Nunca antes Anderson Clayton dos Santos e as irmãs Hérica Sanfelice e Fabiana Cunha estiveram tão próximos. Menos de 50 metros os separavam no interior do salão de eventos do Unique, hotel dos mais caros de São Paulo. Ali, na segunda-feira 2, foi realizada uma badalada noitada de boxe. Porém, a pequena distância era inversamente proporcional ao abismo social que os separa. Hérica e Fabiana são duas típicas representantes da elite paulistana.

Convidadas do patrocinador, as belas moças foram ao Unique para ver homens e mulheres se esmurrando num ringue. Era a primeira vez que iam a uma luta de boxe. Anderson, negro, órfão de pai, excluído, ex-interno da Febem, era um deles. Cansado de apanhar da vida, resolveu encará-la na porrada. Pantera, apelido vindo da cor da pele e da velocidade dos golpes, está vencendo a luta por nocaute. Para delírio da abastada platéia, o lutador demoliu o gaúcho Samir Barbosa, após uma seqüência de cruzados e diretos que levou o oponente à lona no 7º assalto. Era a glória para um garoto que aos quatro anos escapou do inferno de um barraco em chamas e passou parte da vida sendo vítima das barbáries praticadas nos orfanatos e unidades da Febem. O boxe foi sua via para a dignidade. Ao final do combate, às lágrimas, Pantera balbuciava. “Eu tinha medo, mas venci.”

A noite do improvável encontro de dois mundos, o de Pantera e o das irmãs Hérica e Fabiana, teve glamour, choro, celebridades, Racionais Mc’s nas caixas de som, uma luta feminina – como as do filme “Menina de Ouro”, vencedor de quatro Oscar – e um fato para lá de insólito. Marcos Duarte, 40 anos, pugilista de São Vicente, litoral de São Paulo, acertou no juiz o golpe que deveria ter encaixado no adversário, Emanuel Davi. No terceiro assalto, o árbitro Norberto Polimeno encerrou o combate ao notar que Duarte seria nocauteado. Inconformado, Duarte partiu para o pau. Além da derrota e de uma suspensão de cinco meses, o boxeador ainda foi obrigado a ouvir gracinhas do público. “Não conseguiu nem derrubar o juiz!”, gritou alguém das cadeiras. Esse alguém pagou R$ 50 pelo lugar mais barato da noite. Quem viu os socos mais de perto desembolsou R$ 150. Havia também o pacote vip, que incluía pernoite e café da manhã por R$ 1 mil.

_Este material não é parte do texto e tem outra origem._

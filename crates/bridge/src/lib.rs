//! Charter bridge: a relay function deployed inside a private network that runs release
//! operations on behalf of callers who cannot reach the cluster endpoint.
//!
//! The bridge is named deterministically from the cluster locator and its network
//! settings, created lazily, updated when its code or configuration drifts, and torn
//! down when the release is deleted.

#![forbid(unsafe_code)]

use std::path::PathBuf;
use std::sync::Arc;
use std::time::Duration;

use anyhow::{anyhow, Context, Result};
use base64::engine::general_purpose::STANDARD;
use base64::Engine as _;
use charter_core::settings::BridgeSettings;
use charter_core::{Error, Locator, NetworkIsolation};
use metrics::counter;
use serde::{Deserialize, Serialize};
use sha2::{Digest, Sha256};
use tracing::{debug, info, warn};

mod bridged;
pub mod envelope;
mod isolation;

pub use bridged::BridgedOps;
pub use envelope::{serve_envelope, Action, Envelope, EnvelopeResponse};
pub use isolation::{detect_isolation, publicly_reachable, SubnetRoutes};

#[derive(Debug, Clone, Copy, PartialEq, Eq, Hash, Serialize, Deserialize)]
pub enum BridgeState {
    NotFound,
    Pending,
    Active,
    Inactive,
    Failed,
}

impl BridgeState {
    pub fn parse(s: &str) -> Self {
        match s {
            "Pending" => Self::Pending,
            "Active" => Self::Active,
            "Inactive" => Self::Inactive,
            "NotFound" => Self::NotFound,
            _ => Self::Failed,
        }
    }
}

impl std::fmt::Display for BridgeState {
    fn fmt(&self, f: &mut std::fmt::Formatter<'_>) -> std::fmt::Result {
        write!(f, "{:?}", self)
    }
}

/// Desired shape of the relay function.
#[derive(Debug, Clone, PartialEq, Eq, Serialize, Deserialize)]
pub struct FunctionSpec {
    pub name: String,
    pub role: String,
    pub handler: String,
    pub runtime: String,
    pub memory_mb: u32,
    pub timeout_secs: u32,
    pub network: NetworkIsolation,
}

#[derive(Debug, Clone, Copy, PartialEq, Eq)]
pub enum Provisioned {
    Created,
    AlreadyExists,
}

#[derive(Debug, Clone, Copy, PartialEq, Eq)]
pub enum Removed {
    Deleted,
    Absent,
}

#[derive(Debug, Clone, Default, PartialEq, Eq)]
pub struct InvokeResult {
    /// Set when the function itself failed; the payload then carries the error document.
    pub function_error: Option<String>,
    pub payload: Vec<u8>,
}

/// Serverless function host the bridge is deployed to.
#[async_trait::async_trait]
pub trait FunctionHost: Send + Sync {
    async fn state(&self, name: &str) -> Result<BridgeState>;
    /// Fingerprint of the deployed code, in the [`fingerprint`] format.
    async fn code_fingerprint(&self, name: &str) -> Result<String>;
    async fn create(&self, spec: &FunctionSpec, package: &[u8]) -> Result<Provisioned>;
    async fn update_code(&self, name: &str, package: &[u8]) -> Result<()>;
    async fn update_config(&self, spec: &FunctionSpec) -> Result<()>;
    async fn delete(&self, name: &str) -> Result<Removed>;
    async fn invoke(&self, name: &str, payload: &[u8]) -> Result<InvokeResult>;
    /// Role of the calling identity, used when no execution role is configured.
    async fn caller_role(&self) -> Result<String>;
}

/// Deterministic bridge name for a locator and isolation settings.
///
/// Id lists are sorted first, so their order never changes the name.
pub fn bridge_name(prefix: &str, locator: &Locator, network: &NetworkIsolation) -> String {
    let mut sgs = network.security_group_ids.clone();
    let mut subnets = network.subnet_ids.clone();
    sgs.sort();
    subnets.sort();
    let key = format!("{}-{}-{}", locator.value(), sgs.join("-"), subnets.join("-"));
    let digest = hex::encode(Sha256::digest(key.as_bytes()));
    format!("{}{}", prefix, &digest[..32])
}

/// base64(sha256(bytes)), the format function hosts report deployed code in.
pub fn fingerprint(package: &[u8]) -> String {
    STANDARD.encode(Sha256::digest(package))
}

#[derive(Debug, Clone, Copy, PartialEq, Eq)]
pub enum BridgeStatus {
    Active,
    /// Still converging after the bounded wait; report progress and retry later.
    NotReady(BridgeState),
}

#[derive(Debug, Clone)]
enum PackageSource {
    Path(PathBuf),
    Bytes(Arc<Vec<u8>>),
}

/// Lifecycle and invocation of bridge functions.
#[derive(Clone)]
pub struct BridgeManager {
    host: Arc<dyn FunctionHost>,
    settings: BridgeSettings,
    package: PackageSource,
}

impl BridgeManager {
    /// Deployment package read from `settings.package_path` when first needed.
    pub fn new(host: Arc<dyn FunctionHost>, settings: BridgeSettings) -> Self {
        let package = PackageSource::Path(settings.package_path.clone());
        Self { host, settings, package }
    }

    pub fn with_package(host: Arc<dyn FunctionHost>, settings: BridgeSettings, package: Vec<u8>) -> Self {
        Self { host, settings, package: PackageSource::Bytes(Arc::new(package)) }
    }

    pub fn name_for(&self, locator: &Locator, network: &NetworkIsolation) -> String {
        bridge_name(&self.settings.prefix, locator, network)
    }

    async fn package(&self) -> Result<Arc<Vec<u8>>> {
        match &self.package {
            PackageSource::Bytes(b) => Ok(b.clone()),
            PackageSource::Path(p) => {
                let bytes = tokio::fs::read(p).await.with_context(|| format!("reading bridge package {}", p.display()))?;
                Ok(Arc::new(bytes))
            }
        }
    }

    async fn function_spec(&self, name: &str, network: &NetworkIsolation) -> Result<FunctionSpec> {
        let role = match &self.settings.role_arn {
            Some(r) => r.clone(),
            None => self.host.caller_role().await.context("resolving bridge execution role")?,
        };
        Ok(FunctionSpec {
            name: name.to_string(),
            role,
            handler: self.settings.handler.clone(),
            runtime: self.settings.runtime.clone(),
            memory_mb: self.settings.memory_mb,
            timeout_secs: self.settings.timeout_secs,
            network: network.clone(),
        })
    }

    async fn poll_active(&self, name: &str, interval: Duration) -> Result<BridgeStatus> {
        let mut last = BridgeState::NotFound;
        for attempt in 0..self.settings.tries {
            last = self.host.state(name).await?;
            if last == BridgeState::Active {
                return Ok(BridgeStatus::Active);
            }
            debug!(bridge = %name, attempt, state = %last, "bridge: waiting");
            if attempt + 1 < self.settings.tries {
                tokio::time::sleep(interval).await;
            }
        }
        Ok(BridgeStatus::NotReady(last))
    }

    /// Bring the bridge to `Active`, creating or updating it as needed.
    ///
    /// Waits at most `tries * interval`; a bridge still converging yields `NotReady`.
    pub async fn ensure_active(&self, name: &str, network: &NetworkIsolation) -> Result<BridgeStatus> {
        let state = self.host.state(name).await.with_context(|| format!("reading state of bridge {}", name))?;
        info!(bridge = %name, state = %state, "bridge: state");
        match state {
            BridgeState::NotFound => {
                let spec = self.function_spec(name, network).await?;
                let package = self.package().await?;
                match self.host.create(&spec, &package).await.with_context(|| format!("creating bridge {}", name))? {
                    Provisioned::Created => info!(bridge = %name, "bridge: created"),
                    Provisioned::AlreadyExists => info!(bridge = %name, "bridge: already exists"),
                }
                counter!("charter_bridge_creates_total", 1u64);
                self.poll_active(name, Duration::from_secs(self.settings.create_interval_secs)).await
            }
            BridgeState::Active => {
                let spec = self.function_spec(name, network).await?;
                let package = self.package().await?;
                let deployed = self.host.code_fingerprint(name).await.context("reading bridge code fingerprint")?;
                if deployed != fingerprint(&package) {
                    info!(bridge = %name, "bridge: code drift; updating");
                    self.host.update_code(name, &package).await.context("updating bridge code")?;
                    counter!("charter_bridge_code_updates_total", 1u64);
                }
                self.host.update_config(&spec).await.context("updating bridge configuration")?;
                Ok(BridgeStatus::Active)
            }
            BridgeState::Pending => self.poll_active(name, Duration::from_secs(self.settings.pending_interval_secs)).await,
            other => Err(Error::Validation(format!("{} not in desired state: {}", name, other)).into()),
        }
    }

    /// Send an envelope; function-level failures come back as `[type] message` errors.
    pub async fn invoke(&self, name: &str, envelope: &Envelope) -> Result<EnvelopeResponse> {
        let payload = serde_json::to_vec(envelope).context("encoding envelope")?;
        counter!("charter_bridge_invocations_total", 1u64);
        info!(bridge = %name, action = %envelope.action, "bridge: invoke");
        let r = self.host.invoke(name, &payload).await?;
        if let Some(kind) = r.function_error.as_deref() {
            counter!("charter_bridge_remote_errors_total", 1u64);
            let msg = envelope::remote_error_message(kind, &r.payload);
            warn!(bridge = %name, action = %envelope.action, error = %msg, "bridge: remote error");
            return Err(anyhow!(msg));
        }
        envelope::decode_response(&r.payload)
    }

    /// Delete the bridge; an absent bridge is success.
    pub async fn teardown(&self, name: &str) -> Result<()> {
        match self.host.delete(name).await.with_context(|| format!("deleting bridge {}", name))? {
            Removed::Deleted => info!(bridge = %name, "bridge: deleted"),
            Removed::Absent => info!(bridge = %name, "bridge: already gone"),
        }
        Ok(())
    }
}

#[cfg(test)]
mod tests {
    use super::*;

    fn net(sgs: &[&str], subnets: &[&str]) -> NetworkIsolation {
        NetworkIsolation {
            security_group_ids: sgs.iter().map(|s| s.to_string()).collect(),
            subnet_ids: subnets.iter().map(|s| s.to_string()).collect(),
        }
    }

    #[test]
    fn names_are_deterministic_and_order_insensitive() {
        let loc = Locator::Cluster("eks".into());
        let a = bridge_name("helm-provider-vpc-connector-", &loc, &net(&["sg-1", "sg-2"], &["subnet-a", "subnet-b"]));
        let b = bridge_name("helm-provider-vpc-connector-", &loc, &net(&["sg-2", "sg-1"], &["subnet-b", "subnet-a"]));
        assert_eq!(a, b);
        assert_eq!(a.len(), "helm-provider-vpc-connector-".len() + 32);
        assert!(a.starts_with("helm-provider-vpc-connector-"));
    }

    #[test]
    fn names_differ_per_locator_and_network() {
        let n = net(&["sg-1"], &["subnet-a"]);
        let a = bridge_name("p-", &Locator::Cluster("eks".into()), &n);
        let b = bridge_name("p-", &Locator::Cluster("eks2".into()), &n);
        let c = bridge_name("p-", &Locator::Cluster("eks".into()), &net(&["sg-1"], &["subnet-b"]));
        assert_ne!(a, b);
        assert_ne!(a, c);
    }

    #[test]
    fn fingerprint_is_base64_sha256() {
        assert_eq!(fingerprint(b""), "47DEQpj8HBSa+/TImW+5JCeuQeRkm5NMpJWZG3hSuFU=");
    }

    #[test]
    fn unknown_states_are_failures() {
        assert_eq!(BridgeState::parse("Active"), BridgeState::Active);
        assert_eq!(BridgeState::parse("Weird"), BridgeState::Failed);
    }
}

A platéia era homogênea. Quase toda vestia roupas de grife e espalhava pelo ar o buquê de perfumes da moda. Muitos estavam ali somente pelo burburinho. E para ver tipos como Supla, Fernando Meligeni e as belas Ana Luiza e Lívia Lemos. Esta última encarnou o papel de garota que levantava a placa entre os rounds da principal luta, que envolveu os meio-pesados Peter Venâncio e Mário Soares, o Marinho, famoso por ameaçar de agressão o apresentador Jorge Kajuru em um programa de tevê. Marinho, que também é dono da empresa que organiza o evento, guardará más lembranças da noitada. Perdeu para Venâncio por nocaute técnico no 9º round. Mas tudo bem. Em breve ele deverá subir no mesmo ringue. Afinal, a “Las Vegas” paulistana não pode parar.